Governing as a minority is notoriously difficult. Tough, decisive action becomes harder, compromise and horsetrading the order of the day. In such circumstances, there is bound to be scepticism about the new Government's ability to implement the necessary degree of deficit reduction.
6:30 PM ET -- Trust the exit polls? Alex Barker of the FT says we should be wary of them. He gives 7 reasons. Here are two of them:
The experts have to work around duff information There's no data on voting at individual polling stations. The census is nine years out of date. Local election ward returns are a flawed guide to voting patterns for a general election.
6:25 PM ET -- Schwarzenegger sends his congrats. As the governor explained on Twitter: "Just called @davidcameron to congratulate him on victory. We know the Conservatives had a great day."
6:10 PM ET -- Exit poll revised. Nothing major, but a slight adjustment to the numbers, the BBC reports. It's now 305 for the Conservatives, and 61 for the Lib Dems.
5:50 PM ET -- Cameron reacts to exit poll. Sky News just tweeted the following quote from the Tory leader: 'This is a decisive rejection of Labour. We can govern with this result.'
5:30 PM ET - Exit poll is in. The exit poll for the 2010 General Election in Great Britain is pointing toward a hung parliament, with Conservatives as the largest party. The exit poll was conducted for the BBC, Sky News and ITV. Polls closed at 10 p.m. in the UK.
Here is the exit poll:
Conservatives: 307 seats
Liberal Democrats: 59
Some more context on these figures, from the AP:
Two scenarios could arise - Brown could resign if he feels the results have signaled he has lost his mandate to rule, or he could try to stay on as leader and seek a deal in which smaller parties would support him.
Even combined, Labour and the Liberal Democrats would not have the 326 seats needed to form a majority in a coalition - which had been a widely discussed possibility.

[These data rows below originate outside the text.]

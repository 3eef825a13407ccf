//! # Shardpool
//!
//! A runtime for a statically-declared network of message processors
//! connected by typed, directed channels, executed by a fixed pool of
//! worker threads that dynamically repartition processor ownership at
//! runtime based on measured load, without stopping the system.
//!
//! Declare a [`Topology`], build a [`ShardPool`], call [`ShardPool::run`]:
//!
//! ```no_run
//! use shardpool::{logging, Message, MessageProcessor, Outbox, PoolConfig, ShardPool, Topology};
//!
//! #[derive(Debug)]
//! struct Beat;
//! impl Message for Beat {}
//!
//! #[derive(Default)]
//! struct Metronome;
//! impl MessageProcessor for Metronome {
//!     fn tick(&mut self, outbox: &dyn Outbox) -> bool {
//!         outbox.send::<Listener, _>(Beat).is_ok()
//!     }
//! }
//!
//! #[derive(Default)]
//! struct Listener;
//! impl MessageProcessor for Listener {}
//!
//! fn main() -> Result<(), shardpool::PoolError> {
//!     logging::init_default();
//!     let topology = Topology::new().edge::<Metronome, Listener, Beat>();
//!     let pool = ShardPool::new(topology, PoolConfig::default())?;
//!     pool.run()
//! }
//! ```

pub mod config;
pub mod engine;
pub mod error;
pub mod faults;
pub mod graph;
pub mod logging;
pub mod ranked_map;
pub mod scheduler;
pub mod system;
pub mod timing;

pub use config::{FaultLogConfig, PoolConfig};
pub use error::{BuildError, ConfigError, PoolError};
pub use faults::{FaultRecord, FaultSink};
pub use graph::{ActorGraph, WakeSignal};
pub use scheduler::{Epoch, Rebalancer, ShardingConf};
pub use system::ShardPool;

// The programming model lives in the interface crate; re-export it so
// applications depend on one crate.
pub use shardpool_api::{
    ActorId, BoxedMessage, EdgeId, Message, MessageProcessor, Origin, Outbox, SendError, Topology,
};
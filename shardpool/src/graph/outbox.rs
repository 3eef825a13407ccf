use std::any::TypeId;

use shardpool_api::{ActorId, BoxedMessage, Outbox, SendError};

use crate::graph::ActorGraph;

/// The send capability handed to a processor for the duration of one
/// `tick`/`receive` call. Routes through the graph's edge registry.
pub(crate) struct GraphOutbox<'a> {
    graph: &'a ActorGraph,
    from: ActorId,
}

impl<'a> GraphOutbox<'a> {
    pub(crate) fn new(graph: &'a ActorGraph, from: ActorId) -> Self {
        Self { graph, from }
    }
}

impl Outbox for GraphOutbox<'_> {
    fn send_boxed(&self, to: TypeId, msg: BoxedMessage) -> Result<(), SendError> {
        self.graph.push_message(self.from, to, msg)
    }

    fn from_actor(&self) -> ActorId {
        self.from
    }
}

The results may yet change. Projecting elections based on exit polls is inherently risky - particularly in an exceptionally close election like this one. Polls are based on samples - in this case 18,000 respondents - and always have some margin of error.
Thousands have also already cast postal ballots but those results don't factor into the exit polls. About 12 percent cast postal ballots in 2005.